2. Open the NSAR filings. There are two documents useful: answer file (often the first file named as answer.fil) and Complete submission text file. Both contain answers of all items. The annual report file is more condensed and machine-friendly and complete submission text file is more human- friendly but not condensed. Ex)
3. Collect the information (items)
We need everything under item 70 and item 74. The definition of items can be founded from here https://www.sec.gov/about/forms/formn-sar.pdf.
For exaple, item 74:
Here is an example how they document each item. If you open the N-SAR file, the item 74 can be founded like this:
The first block represents the item number (074) and the first letter of second block represents sub- section of each item (A, B, C, etc.). The third block represents the numbers we want.
4. Tricky part
The N-SAR filing is available at a company-level not an individual fund-level. Which means that one filing may contain information for multiple funds. Therefore, you need to pick a right item for each fund. The final three digits will identify a fund.1
For example, see this filing:
https://www.sec.gov/Archives/edgar/data/52347/000095012908005777/0000950129-08-005777- index.htm
There are five funds within one file. See item 7C below.
1 To be honest, I am not completely sure whether it’s just the third digit from right or the final three digits, or even it can be fourth and third digits from the right. Please find it out and let me know if you have a correct information.

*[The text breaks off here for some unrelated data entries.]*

//! Versioned binary blobs.
//!
//! Every on-disk binary artifact (per-directory caches, session checkpoints)
//! is framed as `magic (4 bytes) | version (u32 LE) | bincode payload`.
//! Readers reject unknown magic or versions with an error so callers can log
//! and fall back to an empty state instead of misreading stale formats.

use anyhow::{bail, Context, Result};
use serde::de::DeserializeOwned;
use serde::Serialize;
use std::fs;
use std::path::Path;

const HEADER_LEN: usize = 8;

pub fn write<T: Serialize>(path: &Path, magic: [u8; 4], version: u32, value: &T) -> Result<()> {
    let mut buf = Vec::with_capacity(HEADER_LEN + 128);
    buf.extend_from_slice(&magic);
    buf.extend_from_slice(&version.to_le_bytes());
    bincode::serialize_into(&mut buf, value)
        .with_context(|| format!("failed to encode {}", path.display()))?;

    // Write-then-rename so a crash never leaves a truncated artifact behind.
    let file_name = path
        .file_name()
        .map(|n| n.to_string_lossy().into_owned())
        .unwrap_or_default();
    let tmp = path.with_file_name(format!("{file_name}.tmp"));
    fs::write(&tmp, &buf).with_context(|| format!("failed to write {}", tmp.display()))?;
    fs::rename(&tmp, path).with_context(|| format!("failed to replace {}", path.display()))?;
    Ok(())
}

/// Returns `Ok(None)` when the file does not exist; corrupt or unknown
/// framing is an error for the caller to log.
pub fn read<T: DeserializeOwned>(path: &Path, magic: [u8; 4], version: u32) -> Result<Option<T>> {
    let buf = match fs::read(path) {
        Ok(buf) => buf,
        Err(err) if err.kind() == std::io::ErrorKind::NotFound => return Ok(None),
        Err(err) => return Err(err).with_context(|| format!("failed to read {}", path.display())),
    };

    if buf.len() < HEADER_LEN || buf[..4] != magic {
        bail!("{}: unrecognized file format", path.display());
    }
    let found = u32::from_le_bytes([buf[4], buf[5], buf[6], buf[7]]);
    if found != version {
        bail!("{}: unsupported version {found}", path.display());
    }

    let value = bincode::deserialize(&buf[HEADER_LEN..])
        .with_context(|| format!("failed to decode {}", path.display()))?;
    Ok(Some(value))
}

#[cfg(test)]
mod tests {
    use super::*;
    use std::collections::HashMap;

    const MAGIC: [u8; 4] = *b"TSTA";

    #[test]
    fn roundtrip() {
        let temp = tempfile::tempdir().unwrap();
        let path = temp.path().join("blob");
        let value: HashMap<String, u64> = [("a".to_string(), 1u64)].into_iter().collect();

        write(&path, MAGIC, 1, &value).unwrap();
        let loaded: HashMap<String, u64> = read(&path, MAGIC, 1).unwrap().unwrap();
        assert_eq!(loaded, value);
    }

    #[test]
    fn missing_file_is_none() {
        let temp = tempfile::tempdir().unwrap();
        let loaded: Option<u64> = read(&temp.path().join("absent"), MAGIC, 1).unwrap();
        assert!(loaded.is_none());
    }

    #[test]
    fn wrong_magic_is_an_error() {
        let temp = tempfile::tempdir().unwrap();
        let path = temp.path().join("blob");
        write(&path, MAGIC, 1, &42u64).unwrap();

        let loaded: Result<Option<u64>> = read(&path, *b"OTHR", 1);
        assert!(loaded.is_err());
    }

    #[test]
    fn newer_version_is_an_error() {
        let temp = tempfile::tempdir().unwrap();
        let path = temp.path().join("blob");
        write(&path, MAGIC, 2, &42u64).unwrap();

        let loaded: Result<Option<u64>> = read(&path, MAGIC, 1);
        assert!(loaded.is_err());
    }

    #[test]
    fn garbage_is_an_error() {
        let temp = tempfile::tempdir().unwrap();
        let path = temp.path().join("blob");
        std::fs::write(&path, b"xy").unwrap();

        let loaded: Result<Option<u64>> = read(&path, MAGIC, 1);
        assert!(loaded.is_err());
    }
}
//! User input seam.
//!
//! The resolver and the purge confirmation both block on free-form terminal
//! input. Routing it through a trait keeps the interactive flows testable
//! with scripted answers.

use std::io::{self, BufRead, Write};

pub trait Prompt {
    /// Show `message` (no trailing newline) and return one trimmed line of
    /// input.
    fn ask(&mut self, message: &str) -> io::Result<String>;
}

/// Reads from the process's stdin.
pub struct StdinPrompt;

impl Prompt for StdinPrompt {
    fn ask(&mut self, message: &str) -> io::Result<String> {
        print!("{message}");
        // Flush so the prompt is visible before we block on input.
        io::stdout().flush()?;

        let stdin = io::stdin();
        let mut line = String::new();
        stdin.lock().read_line(&mut line)?;
        Ok(line.trim().to_string())
    }
}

Here, “riversource balanced fund” is the first one (final three digits of 100) and the diversified equity income fund is the second one (final three digits of 200) and so on. This means that all items for the “riversource balanced fund” will end with 100. For example, 074 A000100.
5. Final product
The final dataset should be a fund-semiannual-level panel data containing the following columns: fundid; fund name; filing date of NSAR form; columns for each item.
A name of item variable should be a combination of the first block and the first three digits of the second block. For example, there should be a variable named 074B00 with a value 3000 when NSAR filing has a record is like 074 B000100 3000.
* Sample funds
I attached a list of our sample funds. This contains 624 unique funds, represented by fundid. The data I attached contains much more observations because I included all available tickers and names of all share classes of sample funds. The NSAR filing, however, is available at a fund-level. Thus, you can reduce the list to 624 funds by selecting one (for example the first one) ticker per a fundid from the list. I am including all tickers and names in case NSAR filing is not searched for a certain name or ticker but can be searched using name or ticker of another share-class. Theoretically, one could find a NSAR filing by using any tickers of a fund.
Other variables include name of a fund from MorningStar (ms_fundname), name of a share-class from CRSP (crsp_fundname), CRSP fund identifier (crsp_fundno), and ticker of a share-class (ticker_crsp).